◆ WHAT YOU WILL DO
Write the records out once more. Leave each line exactly as given.

◆ THE DATA
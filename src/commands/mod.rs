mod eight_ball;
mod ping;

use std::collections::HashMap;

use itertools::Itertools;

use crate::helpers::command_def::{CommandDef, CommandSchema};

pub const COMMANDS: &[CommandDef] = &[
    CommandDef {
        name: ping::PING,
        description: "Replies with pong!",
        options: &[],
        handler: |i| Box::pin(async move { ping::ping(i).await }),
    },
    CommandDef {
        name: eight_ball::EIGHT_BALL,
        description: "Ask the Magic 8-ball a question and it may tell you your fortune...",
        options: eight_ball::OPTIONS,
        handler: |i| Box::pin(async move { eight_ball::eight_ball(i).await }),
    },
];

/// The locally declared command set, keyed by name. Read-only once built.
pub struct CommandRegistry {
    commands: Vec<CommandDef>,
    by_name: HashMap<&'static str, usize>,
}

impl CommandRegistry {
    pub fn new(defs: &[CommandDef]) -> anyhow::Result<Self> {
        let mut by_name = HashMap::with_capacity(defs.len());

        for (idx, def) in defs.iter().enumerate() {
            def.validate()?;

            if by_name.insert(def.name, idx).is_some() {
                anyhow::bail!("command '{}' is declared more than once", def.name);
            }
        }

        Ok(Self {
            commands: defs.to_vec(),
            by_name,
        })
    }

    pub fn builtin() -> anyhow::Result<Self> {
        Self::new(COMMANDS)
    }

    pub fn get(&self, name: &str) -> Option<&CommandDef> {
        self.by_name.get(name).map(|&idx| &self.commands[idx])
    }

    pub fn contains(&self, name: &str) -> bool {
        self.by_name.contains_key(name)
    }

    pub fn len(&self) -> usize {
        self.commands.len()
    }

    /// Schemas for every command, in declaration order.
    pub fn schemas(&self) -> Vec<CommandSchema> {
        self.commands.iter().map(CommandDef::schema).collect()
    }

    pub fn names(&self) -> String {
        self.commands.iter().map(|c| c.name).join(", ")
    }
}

◆ EXERCISE ANSWER
filename src/commands/mod.rs
mod eight_ball;
mod ping;

use std::collections::HashMap;

use itertools::Itertools;

use crate::helpers::command_def::{CommandDef, CommandSchema};

pub const COMMANDS: &[CommandDef] = &[
    CommandDef {
        name: ping::PING,
        description: "Replies with pong!",
        options: &[],
        handler: |i| Box::pin(async move { ping::ping(i).await }),
    },
    CommandDef {
        name: eight_ball::EIGHT_BALL,
        description: "Ask the Magic 8-ball a question and it may tell you your fortune...",
        options: eight_ball::OPTIONS,
        handler: |i| Box::pin(async move { eight_ball::eight_ball(i).await }),
    },
];

/// The locally declared command set, keyed by name. Read-only once built.
pub struct CommandRegistry {
    commands: Vec<CommandDef>,
    by_name: HashMap<&'static str, usize>,
}

impl CommandRegistry {
    pub fn new(defs: &[CommandDef]) -> anyhow::Result<Self> {
        let mut by_name = HashMap::with_capacity(defs.len());

        for (idx, def) in defs.iter().enumerate() {
            def.validate()?;

            if by_name.insert(def.name, idx).is_some() {
                anyhow::bail!("command '{}' is declared more than once", def.name);
            }
        }

        Ok(Self {
            commands: defs.to_vec(),
            by_name,
        })
    }

    pub fn builtin() -> anyhow::Result<Self> {
        Self::new(COMMANDS)
    }

    pub fn get(&self, name: &str) -> Option<&CommandDef> {
        self.by_name.get(name).map(|&idx| &self.commands[idx])
    }

    pub fn contains(&self, name: &str) -> bool {
        self.by_name.contains_key(name)
    }

    pub fn len(&self) -> usize {
        self.commands.len()
    }

    /// Schemas for every command, in declaration order.
    pub fn schemas(&self) -> Vec<CommandSchema> {
        self.commands.iter().map(CommandDef::schema).collect()
    }

    pub fn names(&self) -> String {
        self.commands.iter().map(|c| c.name).join(", ")
    }
}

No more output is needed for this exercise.